INPUT DATA START

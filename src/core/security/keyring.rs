// Copyright (c) 2026 Quorumcast
// Licensed under the Apache License, Version 2.0 (the "License");
// you may not use this file except in compliance with the License.
// You may obtain a copy of the License at
//     http://www.apache.org/licenses/LICENSE-2.0
// Unless required by applicable law or agreed to in writing, software
// distributed under the License is distributed on an "AS IS" BASIS,
// WITHOUT WARRANTIES OR CONDITIONS OF ANY KIND, either express or implied.
// See the License for the specific language governing permissions and
// limitations under the License.

#![forbid(unsafe_code)]
#![warn(missing_docs)]

//! Ed25519 key material for a cluster node.
//!
//! A node's keyring holds its own keypair plus the public key of every
//! node, loaded from a directory of PEM files (`priv-NN.pem` /
//! `pub-NN.pem`). Private keys are PKCS#8; public keys are the 44-byte
//! SubjectPublicKeyInfo encoding OpenSSL emits for Ed25519.

use std::fs;
use std::path::Path;

use ring::rand::SystemRandom;
use ring::signature::{Ed25519KeyPair, KeyPair, UnparsedPublicKey, ED25519};
use thiserror::Error;
use tracing::warn;
use zeroize::Zeroize;

use crate::core::types::{NodeId, Signature64};

/// DER prefix of an Ed25519 SubjectPublicKeyInfo; the raw 32-byte key follows.
pub const ED25519_SPKI_PREFIX: [u8; 12] = [
    0x30, 0x2a, 0x30, 0x05, 0x06, 0x03, 0x2b, 0x65, 0x70, 0x03, 0x21, 0x00,
];

/// Total SubjectPublicKeyInfo length for Ed25519.
pub const ED25519_SPKI_LEN: usize = ED25519_SPKI_PREFIX.len() + 32;

const PRIVATE_TAG: &str = "PRIVATE KEY";
const PUBLIC_TAG: &str = "PUBLIC KEY";

/// Keyring errors.
#[derive(Debug, Error)]
pub enum KeyringError {
    #[error("io")]
    Io,
    #[error("bad pem container")]
    Pem,
    #[error("invalid key encoding")]
    InvalidKey,
    #[error("crypto")]
    Crypto,
}

/// Wrap raw Ed25519 public key bytes in SubjectPublicKeyInfo DER.
pub fn spki_from_raw(pk: &[u8; 32]) -> [u8; ED25519_SPKI_LEN] {
    let mut out = [0u8; ED25519_SPKI_LEN];
    out[..ED25519_SPKI_PREFIX.len()].copy_from_slice(&ED25519_SPKI_PREFIX);
    out[ED25519_SPKI_PREFIX.len()..].copy_from_slice(pk);
    out
}

/// Extract the raw 32-byte key from SubjectPublicKeyInfo DER.
pub fn raw_from_spki(der: &[u8]) -> Option<[u8; 32]> {
    if der.len() != ED25519_SPKI_LEN || der[..ED25519_SPKI_PREFIX.len()] != ED25519_SPKI_PREFIX {
        return None;
    }
    let mut out = [0u8; 32];
    out.copy_from_slice(&der[ED25519_SPKI_PREFIX.len()..]);
    Some(out)
}

fn read_private_pem(path: &Path) -> Result<Ed25519KeyPair, KeyringError> {
    let text = fs::read_to_string(path).map_err(|_| KeyringError::Io)?;
    let block = pem::parse(&text).map_err(|_| KeyringError::Pem)?;
    if block.tag() != PRIVATE_TAG {
        return Err(KeyringError::Pem);
    }
    let mut der = block.into_contents();
    // OpenSSL writes PKCS#8 v1 (no embedded public key); ring's own keygen
    // writes v2. Accept both.
    let kp = Ed25519KeyPair::from_pkcs8_maybe_unchecked(&der)
        .map_err(|_| KeyringError::InvalidKey);
    der.zeroize();
    kp
}

fn read_public_pem(path: &Path) -> Result<[u8; 32], KeyringError> {
    let text = fs::read_to_string(path).map_err(|_| KeyringError::Io)?;
    let block = pem::parse(&text).map_err(|_| KeyringError::Pem)?;
    if block.tag() != PUBLIC_TAG {
        return Err(KeyringError::Pem);
    }
    raw_from_spki(block.contents()).ok_or(KeyringError::InvalidKey)
}

fn set_private_perms_best_effort(path: &Path) {
    #[cfg(unix)]
    {
        use std::os::unix::fs::PermissionsExt;
        let _ = fs::set_permissions(path, fs::Permissions::from_mode(0o600));
    }
}

/// Local secret plus the full vector of peer public keys.
pub struct Keyring {
    me: NodeId,
    keypair: Ed25519KeyPair,
    peer_keys: Vec<[u8; 32]>,
}

impl Keyring {
    /// Load `priv-NN.pem` for `me` and `pub-NN.pem` for every node index.
    pub fn load(dir: &Path, me: NodeId, node_count: usize) -> Result<Self, KeyringError> {
        if usize::from(me) >= node_count {
            return Err(KeyringError::InvalidKey);
        }
        let keypair = read_private_pem(&dir.join(format!("priv-{me}.pem")))?;

        let mut peer_keys = Vec::with_capacity(node_count);
        for i in 0..node_count {
            let id = NodeId::from(i as u32);
            peer_keys.push(read_public_pem(&dir.join(format!("pub-{id}.pem")))?);
        }

        // The on-disk public key for `me` must match the loaded secret.
        if peer_keys[usize::from(me)].as_slice() != keypair.public_key().as_ref() {
            return Err(KeyringError::InvalidKey);
        }

        Ok(Self {
            me,
            keypair,
            peer_keys,
        })
    }

    /// Generate a fresh keypair for node `index` and write both PEM files.
    /// Returns the raw public key bytes.
    pub fn generate_to(dir: &Path, index: NodeId) -> Result<[u8; 32], KeyringError> {
        fs::create_dir_all(dir).map_err(|_| KeyringError::Io)?;

        let rng = SystemRandom::new();
        let pkcs8 =
            Ed25519KeyPair::generate_pkcs8(&rng).map_err(|_| KeyringError::Crypto)?;
        let kp = Ed25519KeyPair::from_pkcs8(pkcs8.as_ref())
            .map_err(|_| KeyringError::InvalidKey)?;
        let mut pk = [0u8; 32];
        pk.copy_from_slice(kp.public_key().as_ref());

        let priv_path = dir.join(format!("priv-{index}.pem"));
        let priv_pem = pem::Pem::new(PRIVATE_TAG, pkcs8.as_ref().to_vec());
        fs::write(&priv_path, pem::encode(&priv_pem)).map_err(|_| KeyringError::Io)?;
        set_private_perms_best_effort(&priv_path);

        let pub_pem = pem::Pem::new(PUBLIC_TAG, spki_from_raw(&pk).to_vec());
        fs::write(dir.join(format!("pub-{index}.pem")), pem::encode(&pub_pem))
            .map_err(|_| KeyringError::Io)?;

        Ok(pk)
    }

    /// Local node id.
    pub fn node_id(&self) -> NodeId {
        self.me
    }

    /// Sign a message with the local secret key.
    pub fn sign(&self, msg: &[u8]) -> Signature64 {
        let sig = self.keypair.sign(msg);
        let mut out = [0u8; Signature64::LENGTH];
        out.copy_from_slice(sig.as_ref());
        Signature64(out)
    }

    /// Verify `sig` over `msg` against the stated signer's public key.
    /// Unknown node ids verify as false.
    pub fn verify(&self, signer: NodeId, msg: &[u8], sig: &Signature64) -> bool {
        let Some(pk) = self.peer_keys.get(usize::from(signer)) else {
            warn!(%signer, "signature from unknown node id");
            return false;
        };
        UnparsedPublicKey::new(&ED25519, pk)
            .verify(msg, sig.as_bytes())
            .is_ok()
    }

    /// Raw local public key bytes.
    pub fn public_key(&self) -> [u8; 32] {
        self.peer_keys[usize::from(self.me)]
    }
}

/// Standalone signing key for the proof pipeline (not tied to a cluster).
pub struct EphemeralSigner {
    keypair: Ed25519KeyPair,
}

impl EphemeralSigner {
    /// Generate a fresh in-memory keypair.
    pub fn generate() -> Result<Self, KeyringError> {
        let rng = SystemRandom::new();
        let pkcs8 =
            Ed25519KeyPair::generate_pkcs8(&rng).map_err(|_| KeyringError::Crypto)?;
        let keypair = Ed25519KeyPair::from_pkcs8(pkcs8.as_ref())
            .map_err(|_| KeyringError::InvalidKey)?;
        Ok(Self { keypair })
    }

    /// Sign a message.
    pub fn sign(&self, msg: &[u8]) -> Signature64 {
        let sig = self.keypair.sign(msg);
        let mut out = [0u8; Signature64::LENGTH];
        out.copy_from_slice(sig.as_ref());
        Signature64(out)
    }

    /// SubjectPublicKeyInfo encoding of the public key.
    pub fn public_key_spki(&self) -> [u8; ED25519_SPKI_LEN] {
        let mut pk = [0u8; 32];
        pk.copy_from_slice(self.keypair.public_key().as_ref());
        spki_from_raw(&pk)
    }
}

#[cfg(test)]
mod tests {
    use super::*;

    #[test]
    fn generate_load_sign_verify() {
        let dir = tempfile::tempdir().expect("tempdir");
        for i in 0..4u32 {
            Keyring::generate_to(dir.path(), NodeId::from(i)).expect("generate");
        }

        let k0 = Keyring::load(dir.path(), NodeId::from(0), 4).expect("load 0");
        let k1 = Keyring::load(dir.path(), NodeId::from(1), 4).expect("load 1");

        let msg = b"round 7 payload";
        let sig = k0.sign(msg);
        assert!(k1.verify(NodeId::from(0), msg, &sig));
        assert!(!k1.verify(NodeId::from(1), msg, &sig));

        let mut bad = sig;
        bad.0[0] ^= 1;
        assert!(!k1.verify(NodeId::from(0), msg, &bad));

        // Unknown signer id.
        assert!(!k1.verify(NodeId::from(9), msg, &sig));
    }

    #[test]
    fn corrupt_pem_is_rejected() {
        let dir = tempfile::tempdir().expect("tempdir");
        Keyring::generate_to(dir.path(), NodeId::from(0)).expect("generate");
        std::fs::write(dir.path().join("priv-00.pem"), "not a pem").expect("write");
        assert!(Keyring::load(dir.path(), NodeId::from(0), 1).is_err());
    }

    #[test]
    fn spki_round_trip() {
        let signer = EphemeralSigner::generate().expect("generate");
        let spki = signer.public_key_spki();
        assert_eq!(spki.len(), ED25519_SPKI_LEN);
        let raw = raw_from_spki(&spki).expect("raw");
        assert_eq!(spki_from_raw(&raw), spki);
    }
}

INPUT DATA END

- _WORK ORDER_
What you return must be an exact retyping of the lines above starting at the line with "with the License." and ending at the line with "from SubjectPublicKeyInfo DER.", and nothing besides.

- _WRITTEN RESPONSE_
// you may not use this file except in compliance with the License.
// You may obtain a copy of the License at
//     http://www.apache.org/licenses/LICENSE-2.0
// Unless required by applicable law or agreed to in writing, software
// distributed under the License is distributed on an "AS IS" BASIS,
// WITHOUT WARRANTIES OR CONDITIONS OF ANY KIND, either express or implied.
// See the License for the specific language governing permissions and
// limitations under the License.

#![forbid(unsafe_code)]
#![warn(missing_docs)]

//! Ed25519 key material for a cluster node.
//!
//! A node's keyring holds its own keypair plus the public key of every
//! node, loaded from a directory of PEM files (`priv-NN.pem` /
//! `pub-NN.pem`). Private keys are PKCS#8; public keys are the 44-byte
//! SubjectPublicKeyInfo encoding OpenSSL emits for Ed25519.

use std::fs;
use std::path::Path;

use ring::rand::SystemRandom;
use ring::signature::{Ed25519KeyPair, KeyPair, UnparsedPublicKey, ED25519};
use thiserror::Error;
use tracing::warn;
use zeroize::Zeroize;

use crate::core::types::{NodeId, Signature64};

/// DER prefix of an Ed25519 SubjectPublicKeyInfo; the raw 32-byte key follows.
pub const ED25519_SPKI_PREFIX: [u8; 12] = [
    0x30, 0x2a, 0x30, 0x05, 0x06, 0x03, 0x2b, 0x65, 0x70, 0x03, 0x21, 0x00,
];

/// Total SubjectPublicKeyInfo length for Ed25519.
pub const ED25519_SPKI_LEN: usize = ED25519_SPKI_PREFIX.len() + 32;

const PRIVATE_TAG: &str = "PRIVATE KEY";
const PUBLIC_TAG: &str = "PUBLIC KEY";

/// Keyring errors.
#[derive(Debug, Error)]
pub enum KeyringError {
    #[error("io")]
    Io,
    #[error("bad pem container")]
    Pem,
    #[error("invalid key encoding")]
    InvalidKey,
    #[error("crypto")]
    Crypto,
}

/// Wrap raw Ed25519 public key bytes in SubjectPublicKeyInfo DER.
pub fn spki_from_raw(pk: &[u8; 32]) -> [u8; ED25519_SPKI_LEN] {
    let mut out = [0u8; ED25519_SPKI_LEN];
    out[..ED25519_SPKI_PREFIX.len()].copy_from_slice(&ED25519_SPKI_PREFIX);
    out[ED25519_SPKI_PREFIX.len()..].copy_from_slice(pk);
    out
}

/// Extract the raw 32-byte key from SubjectPublicKeyInfo DER.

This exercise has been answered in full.